* **Aim of the task**
Nothing should differ between your output and the entries below.

* **Stored records**
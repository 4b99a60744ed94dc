//! services/api/src/web/user.rs
//!
//! Authenticated handlers for the caller's profile and reading preferences.

use axum::{extract::State, response::Json, Extension};
use scripture_core::domain::{UserPreferences, UserProfile};
use std::sync::Arc;

use crate::web::dto::{ErrorBody, UpdatePreferencesRequest, UpsertUserRequest, UserResponse};
use crate::web::error::{failed_for, ErrorResponse};
use crate::web::state::{AppState, AuthUser};

#[utoipa::path(
    get,
    path = "/user",
    tag = "User",
    responses(
        (status = 200, description = "The caller's profile", body = UserResponse),
        (status = 404, description = "No profile stored yet", body = ErrorBody),
        (status = 401, description = "No valid session", body = ErrorBody)
    )
)]
pub async fn get_user_handler(
    State(state): State<Arc<AppState>>,
    Extension(AuthUser(user_id)): Extension<AuthUser>,
) -> Result<Json<UserResponse>, ErrorResponse> {
    let user = state
        .bible
        .get_user(&user_id)
        .await
        .map_err(failed_for("get user", &user_id))?;
    Ok(Json(user.into()))
}

/// Create or update the caller's profile. Omitted fields keep their stored value.
#[utoipa::path(
    put,
    path = "/user",
    tag = "User",
    request_body = UpsertUserRequest,
    responses(
        (status = 200, description = "The stored profile", body = UserResponse),
        (status = 401, description = "No valid session", body = ErrorBody)
    )
)]
pub async fn upsert_user_handler(
    State(state): State<Arc<AppState>>,
    Extension(AuthUser(user_id)): Extension<AuthUser>,
    Json(body): Json<UpsertUserRequest>,
) -> Result<Json<UserResponse>, ErrorResponse> {
    let profile = UserProfile {
        id: user_id.clone(),
        email: body.email,
        first_name: body.first_name,
        last_name: body.last_name,
        profile_image_url: body.profile_image_url,
        language: body.language,
        theme: body.theme,
        font_size: body.font_size,
    };
    let user = state
        .bible
        .upsert_user(profile)
        .await
        .map_err(failed_for("upsert user", &user_id))?;
    Ok(Json(user.into()))
}

/// Partially update language, theme and font size.
#[utoipa::path(
    patch,
    path = "/user/preferences",
    tag = "User",
    request_body = UpdatePreferencesRequest,
    responses(
        (status = 200, description = "The updated profile", body = UserResponse),
        (status = 400, description = "Font size is not positive", body = ErrorBody),
        (status = 404, description = "No profile stored yet", body = ErrorBody),
        (status = 401, description = "No valid session", body = ErrorBody)
    )
)]
pub async fn update_preferences_handler(
    State(state): State<Arc<AppState>>,
    Extension(AuthUser(user_id)): Extension<AuthUser>,
    Json(body): Json<UpdatePreferencesRequest>,
) -> Result<Json<UserResponse>, ErrorResponse> {
    let preferences = UserPreferences {
        language: body.language,
        theme: body.theme,
        font_size: body.font_size,
    };
    let user = state
        .bible
        .update_user_preferences(&user_id, preferences)
        .await
        .map_err(failed_for("update preferences", &user_id))?;
    Ok(Json(user.into()))
}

* **Expected output**
repository 4b99a60744ed94dc
//! services/api/src/web/user.rs
//!
//! Authenticated handlers for the caller's profile and reading preferences.

use axum::{extract::State, response::Json, Extension};
use scripture_core::domain::{UserPreferences, UserProfile};
use std::sync::Arc;

use crate::web::dto::{ErrorBody, UpdatePreferencesRequest, UpsertUserRequest, UserResponse};
use crate::web::error::{failed_for, ErrorResponse};
use crate::web::state::{AppState, AuthUser};

#[utoipa::path(
    get,
    path = "/user",
    tag = "User",
    responses(
        (status = 200, description = "The caller's profile", body = UserResponse),
        (status = 404, description = "No profile stored yet", body = ErrorBody),
        (status = 401, description = "No valid session", body = ErrorBody)
    )
)]
pub async fn get_user_handler(
    State(state): State<Arc<AppState>>,
    Extension(AuthUser(user_id)): Extension<AuthUser>,
) -> Result<Json<UserResponse>, ErrorResponse> {
    let user = state
        .bible
        .get_user(&user_id)
        .await
        .map_err(failed_for("get user", &user_id))?;
    Ok(Json(user.into()))
}

/// Create or update the caller's profile. Omitted fields keep their stored value.
#[utoipa::path(
    put,
    path = "/user",
    tag = "User",
    request_body = UpsertUserRequest,
    responses(
        (status = 200, description = "The stored profile", body = UserResponse),
        (status = 401, description = "No valid session", body = ErrorBody)
    )
)]
pub async fn upsert_user_handler(
    State(state): State<Arc<AppState>>,
    Extension(AuthUser(user_id)): Extension<AuthUser>,
    Json(body): Json<UpsertUserRequest>,
) -> Result<Json<UserResponse>, ErrorResponse> {
    let profile = UserProfile {
        id: user_id.clone(),
        email: body.email,
        first_name: body.first_name,
        last_name: body.last_name,
        profile_image_url: body.profile_image_url,
        language: body.language,
        theme: body.theme,
        font_size: body.font_size,
    };
    let user = state
        .bible
        .upsert_user(profile)
        .await
        .map_err(failed_for("upsert user", &user_id))?;
    Ok(Json(user.into()))
}

/// Partially update language, theme and font size.
#[utoipa::path(
    patch,
    path = "/user/preferences",
    tag = "User",
    request_body = UpdatePreferencesRequest,
    responses(
        (status = 200, description = "The updated profile", body = UserResponse),
        (status = 400, description = "Font size is not positive", body = ErrorBody),
        (status = 404, description = "No profile stored yet", body = ErrorBody),
        (status = 401, description = "No valid session", body = ErrorBody)
    )
)]
pub async fn update_preferences_handler(
    State(state): State<Arc<AppState>>,
    Extension(AuthUser(user_id)): Extension<AuthUser>,
    Json(body): Json<UpdatePreferencesRequest>,
) -> Result<Json<UserResponse>, ErrorResponse> {
    let preferences = UserPreferences {
        language: body.language,
        theme: body.theme,
        font_size: body.font_size,
    };
    let user = state
        .bible
        .update_user_preferences(&user_id, preferences)
        .await
        .map_err(failed_for("update preferences", &user_id))?;
    Ok(Json(user.into()))
}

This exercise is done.